Medicare Set Aside Allocations

Specific services provided:  

  • Determination of Social Security eligibility 

  • Verification of Medicare Lien status

  • Research and formulate Medicare Allocation amount

  • Submission to Centers for Medicare and Medicaid Services for approval 

  • Coordinate with Attorneys, Settlement Brokers and Centers for Medicare and Medicaid Services (CMS) throughout approval of the allocation.

  • Communication and updates regarding new laws and processes
     

What is a Medicare Set Aside Allocation?

A Medicare Set Aside Allocation is a projection of future medical costs that are anticipated to be covered by Medicare over a person’s lifetime that are associated with a Workman’s Compensation claim.  The amount of the allocation is set aside in order to cover costs that Medicare would have to pay if there was not another funding source. These costs are set aside to protect Medicare’s interests.
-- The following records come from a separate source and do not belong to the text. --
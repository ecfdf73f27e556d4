//! Log configuration.

use std::str::FromStr;

use prassign_config::Config;
use prassign_sentry::sentry;
use thiserror::Error;
use tracing_bunyan_formatter::{BunyanFormattingLayer, JsonStorageLayer};
use tracing_error::ErrorLayer;
use tracing_log::LogTracer;
use tracing_subscriber::{layer::SubscriberExt, EnvFilter};
use tracing_tree::HierarchicalLayer;

const DEFAULT_ENV_CONFIG: &str = "info,sqlx=error,prassign=debug";

#[derive(Debug, Error)]
pub enum LoggingError {
    #[error(
        "Could not set tracing global default subscriber,\n  caused by: {}",
        source
    )]
    TracingSetGlobalDefaultError {
        source: tracing::dispatcher::SetGlobalDefaultError,
    },
    #[error("Could not initialize tracing log tracer,\n  caused by: {}", source)]
    TracingLogTracerError {
        source: tracing::log::SetLoggerError,
    },
    #[error(
        "Wrong env filter configuration: {}\n  caused by: {}",
        configuration,
        source
    )]
    EnvFilterConfigurationError {
        source: tracing_subscriber::filter::ParseError,
        configuration: String,
    },
}

fn build_env_filter(log_config: String) -> Result<EnvFilter, LoggingError> {
    EnvFilter::from_str(&log_config).map_err(|e| LoggingError::EnvFilterConfigurationError {
        source: e,
        configuration: log_config,
    })
}

/// Configure logging.
///
/// Bunyan JSON output replaces the tree output when enabled. Events are
/// forwarded to Sentry when a Sentry URL is configured.
pub fn configure_logging(config: &Config) -> Result<(), LoggingError> {
    LogTracer::init().map_err(|e| LoggingError::TracingLogTracerError { source: e })?;

    let log_config = std::env::var("RUST_LOG").unwrap_or_else(|_| DEFAULT_ENV_CONFIG.to_string());
    let app_name = concat!(env!("CARGO_PKG_NAME"), "-", env!("CARGO_PKG_VERSION")).to_string();
    let use_bunyan = config.logging.use_bunyan;

    let filter_layer = build_env_filter(log_config)?;
    let hierarchical_layer = (!use_bunyan).then(|| {
        HierarchicalLayer::new(2)
            .with_targets(true)
            .with_bracketed_fields(true)
    });
    let error_layer = ErrorLayer::default();
    let json_storage_layer = use_bunyan.then_some(JsonStorageLayer);
    let bunyan_layer = use_bunyan.then(|| BunyanFormattingLayer::new(app_name, std::io::stdout));
    let sentry_layer =
        (!config.sentry.url.is_empty()).then(sentry::integrations::tracing::layer);

    let subscriber = tracing_subscriber::registry()
        .with(error_layer)
        .with(hierarchical_layer)
        .with(filter_layer)
        .with(json_storage_layer)
        .with(bunyan_layer)
        .with(sentry_layer);

    tracing::subscriber::set_global_default(subscriber)
        .map_err(|e| LoggingError::TracingSetGlobalDefaultError { source: e })?;

    Ok(())
}

#[cfg(test)]
mod tests {
    use super::*;

    #[test]
    fn default_filter_is_valid() {
        assert!(build_env_filter(DEFAULT_ENV_CONFIG.into()).is_ok());
    }

    #[test]
    fn invalid_filter() {
        match build_env_filter("prassign=loud".into()) {
            Err(LoggingError::EnvFilterConfigurationError { configuration, .. }) => {
                assert_eq!(configuration, "prassign=loud")
            }
            other => panic!("unexpected result: {other:?}"),
        }
    }
}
History of Medicare Set Asides:

Legislation was introduced in early 1980 in an effort to conserve money and to protect Medicare and Social Security funds.  The legislation was not enforced until 1995, halting the practice of shifting the burden of future care costs to Medicare and making the initial insurance source put aside money and seek approval from the regional CMS office regarding the allotment prior to the final settlement.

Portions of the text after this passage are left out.